In past paper-scanning projects, the preference for printed output over screen display has led the Library to favor bitonal images. More recent explorations, however, have shown that a laser printer's representation of a grayscale image can be very good. In one informal experiment, for example, some manuscript pages were scanned from the original paper at 150 and 300 dpi. Using graphic-arts software, the laser printer was set for 600 dpi output (which affected the way in which the halftoning occurred) and the resulting paper copy was very legible.

For this procurement, the Library seeks proposals to create images that will display and print successfully for researchers working in contexts like those described above, with the greatest emphasis placed on successful printing.

2.2 Scaling at Output Time and Capture Resolution for High-detail Content

The researchers who access Library of Congress collections via Internet employ a variety of software packages, ranging from modest freeware associated with World Wide Web browsers to sophisticated graphic arts software for image handling. With varying degrees of effectiveness, this software scales (changes the sizes of) the images at display and print time. As noted above, the Library findings thus far suggest that, for documents (as distinct from pictorial matter), printed output is of greater importance to users than screen display. Typically, a researcher's personal computer will have a laser printer as a peripheral device; the Library's digital images must be conveniently printed within such a system.

The Library recognizes the emergent state of software associated with the World Wide Web and it well aware of the shortage of available tools for certain image types, especially viewing and printing software appropriate for bitonal images, especially bitonal images with TIFF headers and CCITT group 4 compression. In fact, the Library is planning to make a special arrangement to offer viewing and printing software for this purpose to researchers who wish to use Library collections via the World Wide Web.

Although some researchers wishing to print document images may be limited to software like that described in the preceding paragraph, many others will have additional graphic arts or other software (not intended for use "within" the World Wide Web environment) capable of handling raster-scanned images.

ATTACHMENT 3
IMAGE RESOLUTION AND IMAGE QUALITY
3.1 The Analysis of Spatial Resolution

Various methods may be used to determine the appropriate levels of spatial resolution for digital images. A starting point, of course, will be a determination of the actual "delivered" resolution of the film itself.

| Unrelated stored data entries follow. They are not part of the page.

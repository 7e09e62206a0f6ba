use crate::error::{PsoError, PsoResult};
use ndarray::Array1;
use serde::{Deserialize, Serialize};

/// A position in the search space together with its objective value.
#[derive(Clone, Debug, PartialEq, Serialize, Deserialize)]
pub struct Candidate {
    pub position: Array1<f64>,
    pub value: f64,
}

impl Candidate {
    pub fn new(position: Array1<f64>, value: f64) -> Self {
        Self { position, value }
    }
}

/// Defines the objective to minimize.
///
/// Implementations must be deterministic and total over the search space:
/// the swarm calls `objective` once per particle per iteration and never
/// expects it to fail.
pub trait Problem {
    fn objective(&self, variables: &Array1<f64>) -> f64;
}

impl<F> Problem for F
where
    F: Fn(&Array1<f64>) -> f64,
{
    fn objective(&self, variables: &Array1<f64>) -> f64 {
        self(variables)
    }
}

/// Box bounds applied to every dimension of the initial draw.
#[derive(Clone, Copy, Debug, PartialEq, Serialize, Deserialize)]
pub struct Bounds {
    pub low: f64,
    pub high: f64,
}

impl Bounds {
    pub fn new(low: f64, high: f64) -> Self {
        Self { low, high }
    }

    pub fn contains(&self, x: f64) -> bool {
        self.low <= x && x <= self.high
    }
}

/// Velocity update weights.
#[derive(Clone, Copy, Debug, PartialEq, Serialize, Deserialize)]
pub struct Coefficients {
    /// Inertia: share of the previous velocity kept
    pub w: f64,
    /// Cognitive: pull toward the particle's own best
    pub c1: f64,
    /// Social: pull toward the swarm's best
    pub c2: f64,
}

/// How the `r1`/`r2` factors of the velocity update are drawn.
#[derive(Clone, Copy, Debug, Default, PartialEq, Eq, Serialize, Deserialize)]
pub enum CoefficientSampling {
    /// Fresh `r1, r2` for every dimension of every particle.
    #[default]
    PerDimension,
    /// One `r1, r2` pair per particle per step, shared by all dimensions.
    PerParticle,
}

/// Configuration for a swarm run.
#[derive(Clone, Debug, PartialEq, Serialize, Deserialize)]
pub struct PsoConfig {
    pub n_particles: usize,
    pub n_iterations: usize,
    pub dim: usize,
    pub bounds: Bounds,
    pub coefficients: Coefficients,
    #[serde(default)]
    pub sampling: CoefficientSampling,
    /// Fixed seed for reproducible runs; `None` seeds from OS entropy.
    #[serde(default)]
    pub seed: Option<u64>,
}

impl Default for PsoConfig {
    /// 2-D Rastrigin setup: 30 particles, 100 iterations over [-5.12, 5.12].
    fn default() -> Self {
        Self {
            n_particles: 30,
            n_iterations: 100,
            dim: 2,
            bounds: Bounds::new(-5.12, 5.12),
            coefficients: Coefficients {
                w: 0.5,
                c1: 1.5,
                c2: 1.5,
            },
            sampling: CoefficientSampling::PerDimension,
            seed: None,
        }
    }
}

impl PsoConfig {
    /// Check every precondition the swarm relies on.
    pub fn validate(&self) -> PsoResult<()> {
        if self.n_particles == 0 {
            return Err(PsoError::NoParticles);
        }
        if self.dim == 0 {
            return Err(PsoError::NoDimensions);
        }

        let Bounds { low, high } = self.bounds;
        // `!(low < high)` also rejects NaN
        if !low.is_finite() || !high.is_finite() || !(low < high) {
            return Err(PsoError::InvalidBounds { low, high });
        }

        let Coefficients { w, c1, c2 } = self.coefficients;
        for (name, value) in [("w", w), ("c1", c1), ("c2", c2)] {
            if !value.is_finite() {
                return Err(PsoError::NonFiniteCoefficient { name, value });
            }
        }
        Ok(())
    }
}

/// The result of an optimization run.
#[derive(Debug, Clone, Serialize, Deserialize)]
pub struct OptimizationResult {
    pub best_position: Array1<f64>,
    pub best_value: f64,
    /// Global best value after each completed iteration.
    pub history: Vec<f64>,
}
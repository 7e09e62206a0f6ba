//! Precondition errors for swarm construction

use thiserror::Error;

/// A configuration that violates one of the engine's preconditions.
///
/// These are caller bugs: the engine refuses to start rather than coerce
/// the input into something runnable.
#[derive(Error, Debug, Clone, PartialEq)]
pub enum PsoError {
    /// The swarm must contain at least one particle
    #[error("particle count must be positive")]
    NoParticles,

    /// The search space must have at least one dimension
    #[error("dimension must be positive")]
    NoDimensions,

    /// Bounds must be finite with low < high
    #[error("invalid bounds: low ({low}) must be finite and strictly below high ({high})")]
    InvalidBounds { low: f64, high: f64 },

    /// Inertia, cognitive and social weights must be finite
    #[error("coefficient {name} must be finite, got {value}")]
    NonFiniteCoefficient { name: &'static str, value: f64 },

    /// The objective returned NaN for a particle's position
    #[error("objective returned NaN for particle {particle} at iteration {iteration}")]
    NanObjective { particle: usize, iteration: usize },
}

pub type PsoResult<T> = Result<T, PsoError>;
//! Scripted mock model for tests.

use async_stream::try_stream;
use async_trait::async_trait;
use ragchat_core::{ChatError, ChatRequest, Llm, TokenStream};
use tokio::sync::Mutex;

/// A model backend that replays a scripted token sequence.
///
/// Optionally fails mid-stream after a configured number of tokens, or
/// refuses to open the stream at all, so callers can exercise every
/// termination path deterministically. Requests handed to the mock are
/// recorded for later inspection.
pub struct MockLlm {
    tokens: Vec<String>,
    fail_after: Option<usize>,
    fail_on_open: bool,
    requests: Mutex<Vec<ChatRequest>>,
}

impl MockLlm {
    /// A mock that streams the given tokens and ends normally.
    pub fn new<I, S>(tokens: I) -> Self
    where
        I: IntoIterator<Item = S>,
        S: Into<String>,
    {
        Self {
            tokens: tokens.into_iter().map(Into::into).collect(),
            fail_after: None,
            fail_on_open: false,
            requests: Mutex::new(Vec::new()),
        }
    }

    /// Fail the stream with a generation error after `n` tokens.
    pub fn fail_after(mut self, n: usize) -> Self {
        self.fail_after = Some(n);
        self
    }

    /// Refuse to open the stream at all.
    pub fn fail_on_open(mut self) -> Self {
        self.fail_on_open = true;
        self
    }

    /// The requests this mock has been asked to generate for.
    pub async fn requests(&self) -> Vec<ChatRequest> {
        self.requests.lock().await.clone()
    }
}

#[async_trait]
impl Llm for MockLlm {
    fn name(&self) -> &str {
        "mock"
    }

    async fn chat_stream(&self, request: ChatRequest) -> ragchat_core::Result<TokenStream> {
        self.requests.lock().await.push(request);

        if self.fail_on_open {
            return Err(ChatError::Model("mock refused to open stream".to_string()));
        }

        let tokens = self.tokens.clone();
        let token_count = tokens.len();
        let fail_after = self.fail_after;

        let stream = try_stream! {
            for (i, token) in tokens.into_iter().enumerate() {
                if fail_after == Some(i) {
                    Err(ChatError::Stream("mock stream failure".to_string()))?;
                }
                // Yield to the scheduler so cancellation between tokens is
                // observable in tests.
                tokio::task::yield_now().await;
                yield token;
            }
            if fail_after.is_some_and(|n| n >= token_count) {
                Err(ChatError::Stream("mock stream failure".to_string()))?;
            }
        };

        Ok(Box::pin(stream))
    }
}
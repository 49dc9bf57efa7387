//! Error types shared across the ragchat workspace.

use thiserror::Error;

/// Errors produced by model backends and conversation sessions.
///
/// Retrieval and ingestion have their own taxonomy in `ragchat-retrieval`;
/// a retrieval failure during a chat turn is degraded to a placeholder
/// context string by the session rather than surfaced through this type.
#[derive(Debug, Error)]
pub enum ChatError {
    /// The model backend rejected or failed to open a request
    /// (connection refused, bad status, malformed request).
    #[error("Model error: {0}")]
    Model(String),

    /// The model's token stream failed after it was opened.
    #[error("Stream error: {0}")]
    Stream(String),

    /// Session protocol misuse, e.g. submitting a query while a previous
    /// stream is still live.
    #[error("Session error: {0}")]
    Session(String),

    /// A configuration validation error.
    #[error("Configuration error: {0}")]
    Config(String),
}

/// A convenience result type for chat operations.
pub type Result<T> = std::result::Result<T, ChatError>;
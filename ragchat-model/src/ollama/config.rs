//! Configuration for the Ollama backend.

/// The default host for a local Ollama install.
pub const DEFAULT_OLLAMA_HOST: &str = "http://127.0.0.1:11434";

/// The default chat model.
const DEFAULT_MODEL: &str = "gemma3:12b";

/// Configuration for [`OllamaClient`](super::OllamaClient).
#[derive(Debug, Clone)]
pub struct OllamaConfig {
    /// Base URL of the Ollama server.
    pub host: String,
    /// The model to generate with.
    pub model: String,
}

impl Default for OllamaConfig {
    fn default() -> Self {
        Self { host: DEFAULT_OLLAMA_HOST.to_string(), model: DEFAULT_MODEL.to_string() }
    }
}

impl OllamaConfig {
    /// Create a configuration with an explicit host and model.
    pub fn new(host: impl Into<String>, model: impl Into<String>) -> Self {
        Self { host: host.into(), model: model.into() }
    }

    /// Read `OLLAMA_HOST` and `OLLAMA_MODEL` from the environment, keeping
    /// the local-install defaults for anything unset.
    pub fn from_env() -> Self {
        let defaults = Self::default();
        Self {
            host: std::env::var("OLLAMA_HOST").unwrap_or(defaults.host),
            model: std::env::var("OLLAMA_MODEL").unwrap_or(defaults.model),
        }
    }
}
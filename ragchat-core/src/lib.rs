//! # ragchat-core
//!
//! Shared building blocks for the ragchat workspace: conversation message
//! types, the [`Llm`] trait that model backends implement, the [`ChatError`]
//! taxonomy, and tracing bootstrap.
//!
//! Model backends live in `ragchat-model`, retrieval in `ragchat-retrieval`,
//! and the per-client conversation state machine in `ragchat-session`.

pub mod error;
pub mod message;
pub mod model;
pub mod telemetry;

pub use error::{ChatError, Result};
pub use message::{ChatRequest, Message, Role};
pub use model::{Llm, TokenStream};
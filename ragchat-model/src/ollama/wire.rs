//! Wire types and line decoding for the Ollama chat stream.

use ragchat_core::{ChatError, Message};
use serde::{Deserialize, Serialize};

/// Request body for `POST /api/chat`.
#[derive(Serialize)]
pub(super) struct ChatRequestBody<'a> {
    pub model: &'a str,
    pub messages: &'a [Message],
    pub stream: bool,
}

#[derive(Deserialize)]
struct ChatStreamLine {
    #[serde(default)]
    message: Option<StreamMessage>,
    #[serde(default)]
    done: bool,
    #[serde(default)]
    error: Option<String>,
}

#[derive(Deserialize)]
struct StreamMessage {
    content: String,
}

/// One decoded event from the NDJSON stream.
#[derive(Debug, PartialEq, Eq)]
pub(super) enum StreamEvent {
    /// The next fragment of assistant text (possibly empty).
    Token(String),
    /// The server signalled the end of generation.
    Done,
}

/// Decode one NDJSON line from the chat stream.
///
/// Blank lines decode to an empty token. A line carrying an `error` field or
/// that is not valid JSON fails with [`ChatError::Stream`].
pub(super) fn decode_line(line: &str) -> Result<StreamEvent, ChatError> {
    let line = line.trim();
    if line.is_empty() {
        return Ok(StreamEvent::Token(String::new()));
    }

    let parsed: ChatStreamLine = serde_json::from_str(line)
        .map_err(|e| ChatError::Stream(format!("malformed stream line: {e}")))?;

    if let Some(error) = parsed.error {
        return Err(ChatError::Stream(error));
    }
    if parsed.done {
        return Ok(StreamEvent::Done);
    }

    Ok(StreamEvent::Token(parsed.message.map(|m| m.content).unwrap_or_default()))
}
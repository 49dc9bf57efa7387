//! Conversation message types.

use serde::{Deserialize, Serialize};

/// The author of a conversation turn.
#[derive(Debug, Clone, Copy, PartialEq, Eq, Serialize, Deserialize)]
#[serde(rename_all = "lowercase")]
pub enum Role {
    /// The standing instruction turn. At most one per conversation,
    /// always at index 0 when present.
    System,
    /// A turn authored by the user.
    User,
    /// A turn authored by the model.
    Assistant,
}

/// A single conversation turn.
#[derive(Debug, Clone, PartialEq, Eq, Serialize, Deserialize)]
pub struct Message {
    /// Who authored this turn.
    pub role: Role,
    /// The text content of the turn.
    pub content: String,
}

impl Message {
    /// Create a system message.
    pub fn system(content: impl Into<String>) -> Self {
        Self { role: Role::System, content: content.into() }
    }

    /// Create a user message.
    pub fn user(content: impl Into<String>) -> Self {
        Self { role: Role::User, content: content.into() }
    }

    /// Create an assistant message.
    pub fn assistant(content: impl Into<String>) -> Self {
        Self { role: Role::Assistant, content: content.into() }
    }
}

/// An ordered list of messages handed to a model backend for one generation.
#[derive(Debug, Clone, PartialEq, Eq, Serialize, Deserialize)]
pub struct ChatRequest {
    /// The full conversation to condition on, oldest first.
    pub messages: Vec<Message>,
}

impl ChatRequest {
    /// Create a request from an ordered message list.
    pub fn new(messages: Vec<Message>) -> Self {
        Self { messages }
    }
}

#[cfg(test)]
mod tests {
    use super::*;

    #[test]
    fn constructors_set_roles() {
        assert_eq!(Message::system("s").role, Role::System);
        assert_eq!(Message::user("u").role, Role::User);
        assert_eq!(Message::assistant("a").role, Role::Assistant);
    }

    #[test]
    fn role_serializes_lowercase() {
        let json = serde_json::to_string(&Message::user("hi")).unwrap();
        assert_eq!(json, r#"{"role":"user","content":"hi"}"#);
    }
}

The determination of the film's delivered resolution may result from an examination of resolution targets appearing on the film or other features that permit actual measurement. Since not many Library of Congress films produced during the period under discussion include images of resolution targets, in many cases, the contractor's analysis will have to be based on the creation and comparison of images produced in different ways and/or at different levels of scanning resolution. In such tests, for example, lines of representative text (that is lines of printed or written characters) may be scanned and examined to determine the actual level of film spatial resolution.

For reference, the Library offers this brief summary of informal tests carried out with a handful of Library microfilms during 1995. The films were scanned with a device that was reported to apply resolutions ranging from 1200 to 4000 dpi to the film. Both grayscale and bitonal images were produced. In an informal review of the resulting images, significant differences were observed when the 1200 and 2700 dpi images were compared; the differences between the 2700 and 4000 dpi image were insignificant or negligible. This informal finding suggests that many Library films may not contain recoverable data beyond the level of about 3000 dpi. For materials at a reduction ratio of 12:1, this suggests that the recoverable resolution in terms of the original document may be on the order of 250 dpi.

Based on the analysis performed on the sample films prepared for any given job under terms of this procurement, the contractor will recommend a course of action for the job to the Library. This course of action, of course, will take into account such factors as whether the delivered images will be grayscale (for which matching the spatial resolution of the film may be recommended) or bitonal (for which higher resolution may be recommended to compensate for the reduction of scanned data to one bit-per-pixel).

The analysis and recommendations will be reviewed by the Library' project leader and work will proceed after the leader gives his or her approval of the proposal.

3.2 Genuine, Interpolated, and Nominal Spatial Resolution

The reduction ratios for Library microfilms are not always known nor is it always possible to state the original dimensions of the documents on the microfilms. For this reason it will often be difficult to state the spatial resolution of the digital images in reference to the original documents.

It will however, be possible to state the resolution in terms of the film image itself, as suggested by the preceding section. The numerical value of this film-reference resolution, however, should not be recorded in image file headers or their equivalent if such recordation will cause printers to output "postage stamp" or other deviant-sized hard copy. The resolution in terms of the film shall be provided in the analytic documents created before a job begins and in the documentation that accompanies the digital images, e.g., in or in association with the scanning log.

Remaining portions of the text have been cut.